// ==========================================
// 工艺路线编排系统 - 仓储层错误类型
// ==========================================
// 工具: thiserror 派生宏
// ==========================================

use thiserror::Error;

/// 仓储层错误类型
#[derive(Error, Debug)]
pub enum RepositoryError {
    // ===== 存储错误 =====
    #[error("唯一约束违反: {0}")]
    UniqueConstraintViolation(String),

    // ===== 数据质量错误 =====
    #[error("字段值错误 (field={field}): {message}")]
    FieldValueError { field: String, message: String },
}

/// Result 类型别名
pub type RepositoryResult<T> = Result<T, RepositoryError>;
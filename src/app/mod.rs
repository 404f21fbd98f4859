// ==========================================
// 工艺路线编排系统 - 应用层
// ==========================================
// 职责: 宿主集成，持有多物料编排上下文
// ==========================================

pub mod state;

// 重导出
pub use state::AppState;
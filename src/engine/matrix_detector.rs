// ==========================================
// 工艺路线编排系统 - 路线矩阵组合检测
// ==========================================
// 职责: 按 (路线集, 变体, 主路线, 副路线) 元组对步骤分组计数
// 排序: count 降序 → 旧格式标签升序 → 元组升序
// 模式:
// - 检测模式: 由时间轴自行分组
// - 定义模式: 按用户定义行逐一匹配计数（0 次也保留）
// ==========================================

use std::collections::HashMap;

use tracing::debug;

use crate::domain::matrix::{
    ComboKey, MatrixCombo, MatrixDefinition, MatrixField, MatrixFilter, MatrixOption,
    MatrixSummary,
};
use crate::domain::step::TimelineStep;
use crate::domain::types::MatrixSource;

/// 路线矩阵检测器（无状态）
#[derive(Debug, Default, Clone, Copy)]
pub struct MatrixDetector;

impl MatrixDetector {
    pub fn new() -> Self {
        Self
    }

    /// 检测时间轴中出现的全部组合
    pub fn detect(&self, steps: &[TimelineStep]) -> Vec<MatrixCombo> {
        let mut counts: HashMap<ComboKey, usize> = HashMap::new();
        for step in steps {
            *counts.entry(ComboKey::from_step(step)).or_insert(0) += 1;
        }

        let mut ranked: Vec<(String, ComboKey, usize)> = counts
            .into_iter()
            .map(|(key, count)| (key.legacy_label(), key, count))
            .collect();
        ranked.sort_by(|a, b| {
            b.2.cmp(&a.2)
                .then_with(|| a.0.cmp(&b.0))
                .then_with(|| a.1.cmp(&b.1))
        });

        debug!(steps = steps.len(), combos = ranked.len(), "路线组合检测完成");

        ranked
            .into_iter()
            .map(|(_, key, count)| MatrixCombo {
                key,
                count,
                label: None,
            })
            .collect()
    }

    /// 按用户定义行计数
    ///
    /// 保持定义顺序；定义中的空字段视为通配
    pub fn count_definitions(
        &self,
        steps: &[TimelineStep],
        definitions: &[MatrixDefinition],
    ) -> Vec<MatrixCombo> {
        definitions
            .iter()
            .map(|def| {
                let filter = def.as_filter();
                let count = steps.iter().filter(|s| filter.matches_step(s)).count();
                MatrixCombo {
                    key: def.combo_key(),
                    count,
                    label: def
                        .label
                        .as_deref()
                        .map(str::trim)
                        .filter(|l| !l.is_empty())
                        .map(|l| l.to_string()),
                }
            })
            .collect()
    }

    /// 汇总: 提供定义（非空）时走定义模式，否则检测模式
    pub fn summarize(
        &self,
        steps: &[TimelineStep],
        definitions: Option<&[MatrixDefinition]>,
    ) -> MatrixSummary {
        match definitions {
            Some(defs) if !defs.is_empty() => MatrixSummary {
                source: MatrixSource::Defined,
                combos: self.count_definitions(steps, defs),
            },
            _ => MatrixSummary {
                source: MatrixSource::Detected,
                combos: self.detect(steps),
            },
        }
    }

    /// 组合是否满足过滤条件
    pub fn matches(&self, combo: &MatrixCombo, filter: &MatrixFilter) -> bool {
        filter.matches_key(&combo.key)
    }

    /// 按过滤条件筛选步骤（无条件时返回全部）
    pub fn filter_steps<'a>(
        &self,
        steps: &'a [TimelineStep],
        filter: Option<&MatrixFilter>,
    ) -> Vec<&'a TimelineStep> {
        match filter {
            Some(f) if !f.is_empty() => steps.iter().filter(|s| f.matches_step(s)).collect(),
            _ => steps.iter().collect(),
        }
    }

    /// 级联下拉选项
    ///
    /// 只应用 field 上游的条件；空值不作为选项
    pub fn options(
        &self,
        steps: &[TimelineStep],
        field: MatrixField,
        filter: &MatrixFilter,
    ) -> Vec<MatrixOption> {
        let upstream = filter.upstream_of(field);
        let mut counts: HashMap<String, usize> = HashMap::new();
        for step in steps.iter().filter(|s| upstream.matches_step(s)) {
            if let Some(value) = field.resolve(step) {
                *counts.entry(value).or_insert(0) += 1;
            }
        }

        let mut options: Vec<MatrixOption> = counts
            .into_iter()
            .map(|(value, count)| MatrixOption { value, count })
            .collect();
        options.sort_by(|a, b| b.count.cmp(&a.count).then_with(|| a.value.cmp(&b.value)));
        options
    }
}

#[cfg(test)]
mod tests {
    use super::*;
    use crate::domain::operation::Operation;
    use serde_json::json;

    fn step(id: &str, rs: Option<&str>, variant: Option<&str>) -> TimelineStep {
        let mut s = TimelineStep::from_operation(id.to_string(), "ITEM-1", None, &Operation::new("P", 1));
        s.routing_set_code = rs.map(|v| v.to_string());
        s.variant_code = variant.map(|v| v.to_string());
        s
    }

    #[test]
    fn test_detect_orders_by_count_desc() {
        let steps = vec![step("1", Some("A"), None), step("2", Some("B"), None), step("3", Some("A"), None)];
        let combos = MatrixDetector::new().detect(&steps);

        assert_eq!(combos.len(), 2);
        assert_eq!(combos[0].key.routing_set_code.as_deref(), Some("A"));
        assert_eq!(combos[0].count, 2);
        assert_eq!(combos[1].key.routing_set_code.as_deref(), Some("B"));
        assert_eq!(combos[1].count, 1);
    }

    #[test]
    fn test_detect_is_permutation_stable() {
        let steps = vec![
            step("1", Some("B"), Some("V1")),
            step("2", Some("A"), None),
            step("3", None, None),
            step("4", Some("A"), Some("V1")),
            step("5", Some("B"), Some("V1")),
        ];
        let mut reversed = steps.clone();
        reversed.reverse();

        let detector = MatrixDetector::new();
        assert_eq!(detector.detect(&steps), detector.detect(&reversed));

        let labels: Vec<String> = detector
            .detect(&steps)
            .iter()
            .map(|c| c.key.legacy_label())
            .collect();
        assert_eq!(labels, vec!["B::V1::::", "::::::", "A::::::", "A::V1::::"]);
    }

    #[test]
    fn test_separator_inside_code_does_not_collide() {
        // ("A::B", "C") 与 ("A", "B::C") 的旧标签相同，但元组不同
        let steps = vec![step("1", Some("A::B"), Some("C")), step("2", Some("A"), Some("B::C"))];
        assert_eq!(
            ComboKey::from_step(&steps[0]).legacy_label(),
            ComboKey::from_step(&steps[1]).legacy_label()
        );
        let combos = MatrixDetector::new().detect(&steps);
        assert_eq!(combos.len(), 2);
        assert!(combos.iter().all(|c| c.count == 1));
    }

    #[test]
    fn test_metadata_fallback_is_used() {
        let mut s = step("1", None, None);
        s.metadata.insert("ROUTING_SET_CD".to_string(), json!("RS9"));
        let combos = MatrixDetector::new().detect(&[s]);
        assert_eq!(combos[0].key.routing_set_code.as_deref(), Some("RS9"));
    }

    #[test]
    fn test_definitions_keep_zero_counts() {
        let steps = vec![step("1", Some("A"), None), step("2", Some("A"), Some("V"))];
        let defs = vec![
            MatrixDefinition {
                label: Some("A 全部".to_string()),
                routing_set_code: Some("A".to_string()),
                ..Default::default()
            },
            MatrixDefinition {
                routing_set_code: Some("Z".to_string()),
                ..Default::default()
            },
        ];

        let summary = MatrixDetector::new().summarize(&steps, Some(defs.as_slice()));
        assert_eq!(summary.source, MatrixSource::Defined);
        assert_eq!(summary.combos[0].count, 2);
        assert_eq!(summary.combos[0].label.as_deref(), Some("A 全部"));
        assert_eq!(summary.combos[1].count, 0);

        let detected = MatrixDetector::new().summarize(&steps, Some(&[][..]));
        assert_eq!(detected.source, MatrixSource::Detected);
    }

    #[test]
    fn test_filter_steps_keeps_uncoded_steps_without_filter() {
        let steps = vec![step("1", None, None), step("2", Some("A"), None)];
        let detector = MatrixDetector::new();
        assert_eq!(detector.filter_steps(&steps, None).len(), 2);

        let filter = MatrixFilter {
            routing_set_code: Some("A".to_string()),
            ..Default::default()
        };
        let kept = detector.filter_steps(&steps, Some(&filter));
        assert_eq!(kept.len(), 1);
        assert_eq!(kept[0].id, "2");
    }

    #[test]
    fn test_options_use_upstream_filter_only() {
        let steps = vec![
            step("1", Some("A"), Some("V1")),
            step("2", Some("A"), Some("V2")),
            step("3", Some("A"), Some("V2")),
            step("4", Some("B"), Some("V3")),
        ];
        let mut filter = MatrixFilter::default();
        filter.select(MatrixField::RoutingSet, Some("A"));
        filter.select(MatrixField::Variant, Some("V1"));

        let options = MatrixDetector::new().options(&steps, MatrixField::Variant, &filter);
        let values: Vec<(&str, usize)> = options.iter().map(|o| (o.value.as_str(), o.count)).collect();
        assert_eq!(values, vec![("V2", 2), ("V1", 1)]);

        let sets = MatrixDetector::new().options(&steps, MatrixField::RoutingSet, &filter);
        assert_eq!(sets.len(), 2);
        assert_eq!(sets[0].value, "A");
    }

    #[test]
    fn test_matches_combo() {
        let combo = MatrixCombo {
            key: ComboKey::new(Some("A"), Some("V"), None, None),
            count: 1,
            label: None,
        };
        let filter = MatrixFilter {
            variant_code: Some("V".to_string()),
            primary_routing_code: Some("  ".to_string()),
            ..Default::default()
        };
        assert!(MatrixDetector::new().matches(&combo, &filter));
    }
}
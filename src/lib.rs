// ==========================================
// 工艺路线编排系统 - 核心库
// ==========================================
// 职责: 工艺路线编排（推荐桶 / 时间轴 / 撤销重做）
//       路线矩阵检测与导出数据合成
// 系统定位: 决策支持系统 (人工最终控制权)
// ==========================================

// 初始化国际化系统
rust_i18n::i18n!("locales", fallback = "zh-CN");

// ==========================================
// 模块声明
// ==========================================

// 领域层 - 实体与类型
pub mod domain;

// 引擎层 - 编排状态与投影算法
pub mod engine;

// 导入层 - 外部数据
pub mod importer;

// 导出层 - 序列化协作方
pub mod export;

// 保存协作方接口
pub mod repository;

// 配置层 - 系统配置
pub mod config;

// 日志系统
pub mod logging;

// 国际化
pub mod i18n;

// API 层 - 业务接口
pub mod api;

// 应用层 - 多物料上下文
pub mod app;

// ==========================================
// 重导出核心类型
// ==========================================

// 领域类型
pub use domain::types::{ExportFormat, HistoryAction, MappingType, MatrixSource};

// 领域实体
pub use domain::{
    BucketKey, CandidateRecommendation, DragPayload, ExportDataset, MappingRow, MatrixCombo,
    MatrixFilter, Operation, OperationKey, ProcessGroup, SaveGroupRequest, TimelineStep,
};

// 引擎
pub use engine::{
    ExportResolver, MatrixDetector, RecommendationBuckets, ResolutionConfig, RoutingSession,
    TimelineHistory, TimelineSequencer,
};

// API
pub use api::{ApiError, ApiResult, ExportApi, RoutingWorkspace, TimelineView};

// 配置
pub use config::{ConfigManager, RoutingConfig};

// ==========================================
// 常量定义
// ==========================================

// 系统版本
pub const VERSION: &str = env!("CARGO_PKG_VERSION");

// 系统名称
pub const APP_NAME: &str = "工艺路线编排系统";

#[cfg(test)]
mod tests {
    use super::*;

    #[test]
    fn test_version() {
        assert!(!VERSION.is_empty());
        assert!(!APP_NAME.is_empty());
    }
}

TASK DIRECTIONS
Count the lines in the listing above that include the word "TimelineStep". Reply with the number only.

WRITTEN REPLY
10